▶ _Problem description_
Every line below containing the word "Some" should be found and copied.
Input material below:
use geo::algorithm::line_intersection::{line_intersection, LineIntersection};
use geo::Line;
use itertools::Itertools;

use crate::algorithm::geo::relate::{Predicate, Relate};
use crate::coord::CoordBuffer;
use crate::engine::NativeGeometry;
use crate::io::geo::line_string_to_geo;

/// Structural validity of geometries.
pub trait Validity {
    /// Whether the geometry is well formed.
    ///
    /// Curves need at least two coordinates, rings must be closed and simple with at least
    /// four coordinates, holes must lie inside their shell and the members of a
    /// multipolygon may not share interior. Empty geometries are valid.
    fn is_valid(&self) -> bool;

    /// Whether the geometry is a closed, simple curve.
    fn is_ring(&self) -> bool;
}

impl Validity for NativeGeometry {
    fn is_valid(&self) -> bool {
        match self {
            NativeGeometry::Point(_) => true,
            NativeGeometry::LineString(c) => c.is_empty() || c.len() >= 2,
            NativeGeometry::LinearRing(c) => c.is_empty() || ring_is_valid(c),
            NativeGeometry::Polygon(rings) => polygon_is_valid(rings),
            NativeGeometry::MultiPolygon(parts) => {
                parts.iter().all(|p| p.is_valid())
                    && parts
                        .iter()
                        .filter(|p| !p.is_empty())
                        .tuple_combinations()
                        .all(|(a, b)| a.relate(b).as_str().as_bytes()[0] == b'F')
            }
            NativeGeometry::MultiPoint(parts)
            | NativeGeometry::MultiLineString(parts)
            | NativeGeometry::GeometryCollection(parts) => parts.iter().all(|p| p.is_valid()),
        }
    }

    fn is_ring(&self) -> bool {
        match self {
            NativeGeometry::LineString(c) | NativeGeometry::LinearRing(c) => {
                !c.is_empty() && c.is_closed() && is_simple(c)
            }
            _ => false,
        }
    }
}

fn ring_is_valid(ring: &CoordBuffer) -> bool {
    ring.len() >= 4 && ring.is_closed() && is_simple(ring)
}

fn polygon_is_valid(rings: &[CoordBuffer]) -> bool {
    let Some((shell, holes)) = rings.split_first() else {
        return true;
    };
    if shell.is_empty() {
        return holes.is_empty();
    }
    if !rings.iter().all(ring_is_valid) {
        return false;
    }
    let shell_area = NativeGeometry::Polygon(vec![shell.clone()]);
    holes.iter().all(|hole| {
        NativeGeometry::Polygon(vec![hole.clone()]).predicate(&shell_area, Predicate::CoveredBy)
    })
}

/// Whether a curve has no self intersection other than a closing vertex.
fn is_simple(coords: &CoordBuffer) -> bool {
    let mut points = line_string_to_geo(coords).0;
    points.dedup();
    let segments: Vec<Line> = points.windows(2).map(|w| Line::new(w[0], w[1])).collect();
    let n = segments.len();
    let closed = n > 1 && points.first() == points.last();

    (0..n).tuple_combinations().all(|(i, j)| {
        let adjacent = j == i + 1;
        let wraps = closed && i == 0 && j == n - 1;
        match line_intersection(segments[i], segments[j]) {
            None => true,
            Some(LineIntersection::SinglePoint { intersection, .. }) => {
                (adjacent && intersection == segments[i].end)
                    || (wraps && intersection == segments[i].start)
            }
            Some(LineIntersection::Collinear { .. }) => false,
        }
    })
}

#[cfg(test)]
mod test {
    use super::*;
    use crate::io::wkt::read_wkt;
    use crate::test::{multipolygon, polygon};

    fn geom(wkt: &str) -> NativeGeometry {
        read_wkt(wkt).unwrap().0
    }

    #[test]
    fn valid_geometries() {
        for wkt in [
            "POINT(1 2)",
            "LINESTRING(0 0,1 1,2 0)",
            polygon::WITH_HOLE,
            multipolygon::TWO_SQUARES,
            "POLYGON EMPTY",
            "GEOMETRYCOLLECTION(POINT(1 1),LINESTRING(0 0,1 1))",
        ] {
            assert!(geom(wkt).is_valid(), "{wkt}");
        }
    }

    #[test]
    fn invalid_geometries() {
        for wkt in [
            // Bowtie.
            "POLYGON((0 0,10 10,10 0,0 10,0 0))",
            // Hole outside the shell.
            "POLYGON((0 0,0 1,1 1,1 0,0 0),(5 5,5 6,6 6,6 5,5 5))",
            multipolygon::OVERLAPPING,
        ] {
            assert!(!geom(wkt).is_valid(), "{wkt}");
        }
    }

    #[test]
    fn rings() {
        assert!(geom("LINESTRING(0 0,0 1,1 1,0 0)").is_ring());
        assert!(!geom("LINESTRING(0 0,0 1,1 1)").is_ring());
        assert!(!geom("LINESTRING(0 0,1 1,1 0,0 1,0 0)").is_ring());
        assert!(geom("LINEARRING(0 0,0 10,10 10,10 0,0 0)").is_ring());
        assert!(!geom("POINT(0 0)").is_ring());
    }
}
End of Input material.
▶ _Reply_
    let Some((shell, holes)) = rings.split_first() else {
            Some(LineIntersection::SinglePoint { intersection, .. }) => {
            Some(LineIntersection::Collinear { .. }) => false,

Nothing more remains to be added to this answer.